Кир удалился в рубку, а Андропов прикрыл глаза. Заснул не сразу, размышляя над услышанным. Он очень странный, этот пришелец из Обитаемых миров. Только что похерил амбициозную программу США о СОИ, причем, как будто мимоходом. Тем самым сэкономив СССР огромные средства.[3] В распоряжении Советского Союза появился неучтенный фактор, который радикально изменяет расстановку сил в противостоянии общественных систем. «Как хорошо, что он на нашей стороне, — подумал Генеральный секретарь. — И что не рвется к власти — она ему не интересна. Да эту девочку, очаровавшую Чернуху, нужно лелеять, как фарфоровую статуэтку. Как мне сказали, он в ней души не чает, а, значит, будет защищать — как и страну, в которой его юная супруга родилась и живет. Нам повезло. Чернуха — человек неглупый, но, сам того не понимая, дал в руки мне оружие для смены власти в СССР. Это здоровье у меня, и его отсутствие у прочих. Чем я воспользуюсь…»
[1] Многие из членов Политбюро в описываемое время или приближались к семидесятилетнему возрасту, или перешагнули его. Например, в мае 1983 года в возрасте 84 (!) года умер член Политбюро А. Я. Пельше. При тогдашней медицине люди в этом возрасте считались дряхлыми старцами.

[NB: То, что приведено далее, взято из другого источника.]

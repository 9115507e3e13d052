pub mod types;
pub mod unicode;
//! Name storage for cache objects.
//!
//! Every name is kept in both encodings with its length precomputed. Each
//! object also remembers the full-path length of its parent at creation time,
//! so rebuilding a path needs one append per ancestor and no rescans.

use crate::common::unicode::to_wide;

#[derive(Debug, Clone, PartialEq, Eq)]
pub struct NameForms {
    narrow: Box<str>,
    wide: Box<[u16]>,
}

impl NameForms {
    pub fn new(name: &str) -> Self {
        Self {
            narrow: name.into(),
            wide: to_wide(name),
        }
    }

    pub fn narrow(&self) -> &str {
        &self.narrow
    }

    pub fn wide(&self) -> &[u16] {
        &self.wide
    }

    /// Length in bytes of the narrow form.
    pub fn cch(&self) -> usize {
        self.narrow.len()
    }

    /// Length in UTF-16 units of the wide form.
    pub fn cwc(&self) -> usize {
        self.wide.len()
    }
}

/// Lengths of the parent's full path, in both encodings, captured when the
/// object was created. They go stale if an ancestor is renamed; renames are
/// not tracked.
#[derive(Debug, Clone, Copy, Default, PartialEq, Eq)]
pub struct ParentLengths {
    pub cch: u32,
    pub cwc: u32,
    pub cch_short: u32,
    /// The parent path already ends with a separator (the `/` anchor).
    pub terminated: bool,
}

#[derive(Debug, Clone)]
pub struct ObjNames {
    pub long: NameForms,
    pub short: Option<NameForms>,
    pub parent: ParentLengths,
}

impl ObjNames {
    pub fn new(long: &str, short: Option<&str>, parent: ParentLengths) -> Self {
        // A short name identical to the long one carries no information.
        let short = short
            .filter(|s| !s.is_empty() && *s != long)
            .map(NameForms::new);
        Self {
            long: NameForms::new(long),
            short,
            parent,
        }
    }

    pub fn root() -> Self {
        Self::new("", None, ParentLengths::default())
    }

    /// The short name if there is one, otherwise the long name.
    pub fn short_or_long(&self) -> &NameForms {
        self.short.as_ref().unwrap_or(&self.long)
    }

    /// Full-path lengths of this object, used as the `ParentLengths` of its
    /// children.
    pub fn child_parent_lengths(&self) -> ParentLengths {
        let parent = self.parent;
        let join = |parent_len: u32, name_len: usize| {
            let sep = u32::from(parent_len > 0 && !parent.terminated);
            parent_len
                .saturating_add(sep)
                .saturating_add(u32::try_from(name_len).unwrap_or(u32::MAX))
        };
        ParentLengths {
            cch: join(parent.cch, self.long.cch()),
            cwc: join(parent.cwc, self.long.cwc()),
            cch_short: join(parent.cch_short, self.short_or_long().cch()),
            terminated: self.long.narrow().ends_with('/'),
        }
    }

    /// Whether a separator goes between the parent path and this name.
    pub fn needs_separator(&self) -> bool {
        self.parent.cch > 0 && !self.parent.terminated
    }
}
use std::io;

use crate::common::types::FsCacheStatus;

/// Failure of a lookup. None of these are fatal to the cache itself.
#[derive(Debug, Clone, Copy, PartialEq, Eq, Hash, thiserror::Error)]
pub enum LookupError {
    #[error("a path component was not found")]
    PathCompNotFound,
    #[error("a path component is not a directory")]
    PathCompNotDir,
    #[error("the final path entry is not a directory")]
    NotDir,
    #[error("not found")]
    NotFound,
    #[error("the path is too long")]
    PathTooLong,
    #[error("unsupported path type")]
    Unsupported,
    #[error("out of memory")]
    OutOfMemory,
    #[error("error opening directory")]
    DirOpenError,
    #[error("error reading directory")]
    DirReadError,
    #[error("UTF-16 to narrow conversion error")]
    AnsiConversionError,
    #[error("narrow to UTF-16 conversion error")]
    Utf16ConversionError,
    #[error("internal error")]
    InternalError,
}

impl LookupError {
    pub fn status(self) -> FsCacheStatus {
        match self {
            LookupError::PathCompNotFound => FsCacheStatus::PathCompNotFound,
            LookupError::PathCompNotDir => FsCacheStatus::PathCompNotDir,
            LookupError::NotDir => FsCacheStatus::NotDir,
            LookupError::NotFound => FsCacheStatus::NotFound,
            LookupError::PathTooLong => FsCacheStatus::PathTooLong,
            LookupError::Unsupported => FsCacheStatus::Unsupported,
            LookupError::OutOfMemory => FsCacheStatus::OutOfMemory,
            LookupError::DirOpenError => FsCacheStatus::DirOpenError,
            LookupError::DirReadError => FsCacheStatus::DirReadError,
            LookupError::AnsiConversionError => FsCacheStatus::AnsiConversionError,
            LookupError::Utf16ConversionError => FsCacheStatus::Utf16ConversionError,
            LookupError::InternalError => FsCacheStatus::InternalError,
        }
    }

    /// Results that describe the filesystem rather than a transient failure.
    /// Only these may be remembered as negative path entries.
    pub fn is_negative_result(self) -> bool {
        matches!(
            self,
            LookupError::PathCompNotFound
                | LookupError::PathCompNotDir
                | LookupError::NotDir
                | LookupError::NotFound
        )
    }
}

/// Failure reported by a [`crate::FsBackend`] primitive.
#[derive(Debug, Clone, Copy, PartialEq, Eq, thiserror::Error)]
pub enum BackendError {
    #[error("entry does not exist")]
    NotFound,
    #[error("entry is not a directory")]
    NotDirectory,
    #[error("permission denied")]
    PermissionDenied,
    #[error("open failed: {0:?}")]
    Open(io::ErrorKind),
    #[error("read failed: {0:?}")]
    Read(io::ErrorKind),
}

impl BackendError {
    pub fn from_open(err: &io::Error) -> Self {
        if err.raw_os_error() == Some(libc::ENOTDIR) {
            return BackendError::NotDirectory;
        }
        match err.kind() {
            io::ErrorKind::NotFound => BackendError::NotFound,
            io::ErrorKind::PermissionDenied => BackendError::PermissionDenied,
            kind => BackendError::Open(kind),
        }
    }

    pub fn from_read(err: &io::Error) -> Self {
        match err.kind() {
            io::ErrorKind::PermissionDenied => BackendError::PermissionDenied,
            kind => BackendError::Read(kind),
        }
    }
}

impl From<BackendError> for LookupError {
    fn from(err: BackendError) -> Self {
        match err {
            BackendError::NotFound => LookupError::PathCompNotFound,
            BackendError::NotDirectory => LookupError::PathCompNotDir,
            BackendError::PermissionDenied | BackendError::Read(_) => LookupError::DirReadError,
            BackendError::Open(_) => LookupError::DirOpenError,
        }
    }
}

[2] Национальное управление по аэронавтике и исследованию космического пространства — независимое агентство федерального правительства США, находящееся в подчинении непосредственно президента США.

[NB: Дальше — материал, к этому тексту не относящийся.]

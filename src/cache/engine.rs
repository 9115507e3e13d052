//! The cache proper: whole-path tables in front of a lazily populated
//! object tree.
//!
//! All mutable state sits behind one `parking_lot::RwLock`. Path-table hits
//! are served under the shared lock; everything else takes the exclusive
//! lock, which is dropped around every filesystem call. A directory being
//! enumerated is retained across that gap, and a listing that lost the race
//! to a concurrent population is discarded.

use std::path::{Path, PathBuf};
use std::sync::atomic::{AtomicU64, Ordering};
use std::sync::Arc;

use fnv::FnvHashSet;
use log::{debug, trace, warn};
use parking_lot::{RwLock, RwLockWriteGuard};

use super::arena::{Arena, ObjHandle};
use super::backend::{DirListing, FsBackend, StdBackend};
use super::dir::{DirStamp, DirState, NameRule};
use super::names::{ObjNames, ParentLengths};
use super::object::{CacheObject, ObjInfo, ObjKind, ObjStat, VolumeFlags, GEN_IGNORE};
use super::parser::{parse_path, Anchor};
use super::pathtab::{PathKey, PathResult, PathTable};
use crate::common::types::FsCacheStats;
use crate::common::unicode::narrow_from_wide;
use crate::config::{CacheConfig, CacheFlags};
use crate::error::{BackendError, LookupError};

const POSIX_ANCHOR: &str = "/";

#[derive(Debug, Default)]
struct Counters {
    objects_created: AtomicU64,
    objects_freed: AtomicU64,
    lookups: AtomicU64,
    path_hits: AtomicU64,
    walk_hits: AtomicU64,
    populations: AtomicU64,
    repopulations: AtomicU64,
    stamp_validations: AtomicU64,
    name_collisions: AtomicU64,
}

fn bump(counter: &AtomicU64) {
    counter.fetch_add(1, Ordering::Relaxed);
}

fn load(counter: &AtomicU64) -> u64 {
    counter.load(Ordering::Relaxed)
}

/// Snapshot of the cache counters.
#[derive(Debug, Clone, Copy, Default, PartialEq, Eq)]
pub struct CacheStats {
    pub gen_existing: u32,
    pub gen_missing: u32,
    /// Live objects, including the root.
    pub objects: u64,
    pub objects_created: u64,
    pub objects_freed: u64,
    pub lookups: u64,
    /// Lookups answered from a path table.
    pub path_hits: u64,
    /// Lookups answered by walking the object tree.
    pub walk_hits: u64,
    pub narrow_paths: u64,
    pub wide_paths: u64,
    pub path_collisions: u64,
    pub populations: u64,
    pub repopulations: u64,
    /// Stale directories revalidated by stamp alone.
    pub stamp_validations: u64,
    pub name_collisions: u64,
}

[3] Существует версия, что одной из причин развала СССР стали непосильные расходы на оборону в качестве ответа на программу СОИ.
Глава 15
15.
В дверь постучали. Гальперин сморщился: он не любил, когда ему с утра мешали собираться с мыслями. День ожидался трудным — предстояла сложная и необычная операция.
— Войдите! — с раздражением сказал профессор.
Дверь отворилась, и в кабинет зашел мужчина лет двадцати пяти, худощавый, одетый в джинсы и рубашку с коротким рукавом. Обут он был в сандалии на босу ногу.
— С добрым утром, Яков Самуилович! — сказал гость, встав за порогом. — Меня зовут Чернуха Константин Васильевич. В мединституте мне сказали, что вы хотели меня видеть. Вот и пришел.